Das heißt also, Antioxidantien greifen an einer entscheidenden Stelle der Schmerzentstehung ein und können ihn damit vermindern? Wurde dies durch Untersuchungen belegt?
Wenn es den Antioxidantien gelingt, die ROS (Sauerstoffradikale) abzufangen, dann wird die Bildung der Entzündungsmediatoren – und damit auch der Schmerz – geringer. Leider wissen wir noch zu wenig über die richtige Kombination und die Dosierung der Antioxidantien. Aber eine große Zahl von Studien hat eindeutig nachgewiesen, dass die Konzentration der Antioxidantien, wie zum Beispiel des Vitamin E, im Blut von Patienten mit entzündlich-rheumatischen Erkrankungen erniedrigt ist.
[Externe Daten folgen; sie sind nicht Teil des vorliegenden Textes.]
//! [`FlowGate`] — outbound buffer accounting shared by channel implementations.
//!
//! A channel's writer side calls [`FlowGate::enqueued`] for every message it
//! buffers and the draining side calls [`FlowGate::dequeued`] once the
//! message has left the buffer.  Producers await [`FlowGate::drained`] before
//! handing over more bulk data:
//!
//! ```text
//! buffered >= high_water   → backpressure (drained() pends)
//! buffered <  high_water   → drain       (drained() resolves)
//! ```
//!
//! Control frames are enqueued regardless of the watermark; only bulk
//! producers wait on the gate.

use std::sync::atomic::{AtomicBool, AtomicUsize, Ordering};

// ---

use tokio::sync::Notify;

// ---

use super::error::{PeerFileError, Result};

// ---------------------------------------------------------------------------
// Constants
// ---------------------------------------------------------------------------

/// Default high-water mark: 256 KiB of unsent bytes.
pub const DEFAULT_HIGH_WATER_BYTES: usize = 256 * 1024;

// ---------------------------------------------------------------------------
// FlowGate
// ---------------------------------------------------------------------------

#[derive(Debug)]
pub struct FlowGate {
    // ---
    /// Bytes handed to the channel but not yet drained by the far side.
    buffered: AtomicUsize,

    high_water: usize,

    /// Woken on every dequeue that crosses below `high_water`, and on close.
    drain: Notify,

    closed: AtomicBool,
}

// ---

impl FlowGate {
    // ---
    pub fn new(high_water: usize) -> Self {
        // ---
        Self {
            buffered: AtomicUsize::new(0),
            high_water: high_water.max(1),
            drain: Notify::new(),
            closed: AtomicBool::new(false),
        }
    }

    // ---

    pub fn buffered(&self) -> usize {
        self.buffered.load(Ordering::Acquire)
    }

    pub fn high_water(&self) -> usize {
        self.high_water
    }

    pub fn is_backpressured(&self) -> bool {
        self.buffered() >= self.high_water
    }

    pub fn is_closed(&self) -> bool {
        self.closed.load(Ordering::Acquire)
    }

    // ---

    pub fn enqueued(&self, n: usize) {
        self.buffered.fetch_add(n, Ordering::AcqRel);
    }

    // ---

    pub fn dequeued(&self, n: usize) {
        // ---
        let before = self
            .buffered
            .fetch_update(Ordering::AcqRel, Ordering::Acquire, |b| Some(b.saturating_sub(n)))
            .unwrap_or(0);
        let after = before.saturating_sub(n);

        if after < self.high_water {
            self.drain.notify_waiters();
        }
    }

    // ---

    /// Mark the gate closed and release every waiter.
    pub fn close(&self) {
        // ---
        self.closed.store(true, Ordering::Release);
        self.drain.notify_waiters();
    }

    // ---

    /// Resolve once `buffered < high_water`.
    ///
    /// Returns [`PeerFileError::ChannelClosed`] if the gate is closed before
    /// or while waiting.
    pub async fn drained(&self) -> Result<()> {
        // ---
        loop {
            let notified = self.drain.notified();
            tokio::pin!(notified);
            // Register before checking so a dequeue between the check and the
            // await is not lost.
            notified.as_mut().enable();

            if self.is_closed() {
                return Err(PeerFileError::ChannelClosed);
            }
            if !self.is_backpressured() {
                return Ok(());
            }

            notified.await;
        }
    }
}

// ---

impl Default for FlowGate {
    fn default() -> Self {
        Self::new(DEFAULT_HIGH_WATER_BYTES)
    }
}

// ---------------------------------------------------------------------------
// Tests
// ---------------------------------------------------------------------------

#[cfg(test)]
mod tests {
    // ---
    use std::sync::Arc;
    use std::time::Duration;

    use super::*;

    #[tokio::test]
    async fn drained_resolves_immediately_below_high_water() {
        // ---
        let gate = FlowGate::new(100);
        gate.enqueued(99);
        gate.drained().await.unwrap();
    }

    // ---

    #[tokio::test]
    async fn drained_waits_for_dequeue() {
        // ---
        let gate = Arc::new(FlowGate::new(100));
        gate.enqueued(150);
        assert!(gate.is_backpressured());

        let waiter = {
            let gate = Arc::clone(&gate);
            tokio::spawn(async move { gate.drained().await })
        };

        tokio::time::sleep(Duration::from_millis(20)).await;
        assert!(!waiter.is_finished(), "must pend while over high water");

        gate.dequeued(60);
        waiter.await.unwrap().unwrap();
        assert_eq!(gate.buffered(), 90);
    }

    // ---

    #[tokio::test]
    async fn close_releases_waiters_with_error() {
        // ---
        let gate = Arc::new(FlowGate::new(10));
        gate.enqueued(10);

        let waiter = {
            let gate = Arc::clone(&gate);
            tokio::spawn(async move { gate.drained().await })
        };

        tokio::time::sleep(Duration::from_millis(10)).await;
        gate.close();

        let res = waiter.await.unwrap();
        assert!(matches!(res, Err(PeerFileError::ChannelClosed)));
    }

    // ---

    #[test]
    fn dequeue_never_underflows() {
        // ---
        let gate = FlowGate::new(10);
        gate.enqueued(3);
        gate.dequeued(5);
        assert_eq!(gate.buffered(), 0);
    }
}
Darüber hinaus ist bekannt, dass die Konzentration des Vitamin E in der Gelenkflüssigkeit (Synovia) nur etwa ein Drittel des Plasmaspiegels beträgt. Epidemiologische Studien haben zudem gezeigt, dass Personen mit niedrigem Plasmaspiegel des Vitamin E häufiger an einer Rheumatoiden Arthritis erkranken als Personen mit ausreichender Versorgung.
Können außer Antioxidantien noch weitere Mikronährstoffe eine ähnliche Wirkung erzielen?
Die in Fischölen enthaltenen Omega-3-Fettsäuren sind Hemmstoffe der Enzyme Lip- und Cyclooxigenase. Im Gegensatz zu den NSAR (nichtsteroidale Antirheumatika) hemmen sie die Enzyme nicht irreversibel, sondern kompetitiv, also durch Verdrängung der Arachidonsäure. Deshalb fehlen den Fischölen die unerwünschten Wirkungen der NSAR. Werden vermehrt Fischölfettsäuren zugeführt, so wird Arachidonsäure von den Enzymen verdrängt und die Bildung der Eicosanoide vermindert. Hierdurch nehmen Entzündung und Schmerzen ab und NSAR können eingespart werden. Im Gegensatz zu den COX-Hemmern blockieren sie auch die Lipoxigenase und vermindern dadurch die Schwellung und die Überwärmung der Gelenke bei entzündlich-rheumatischen Erkrankungen.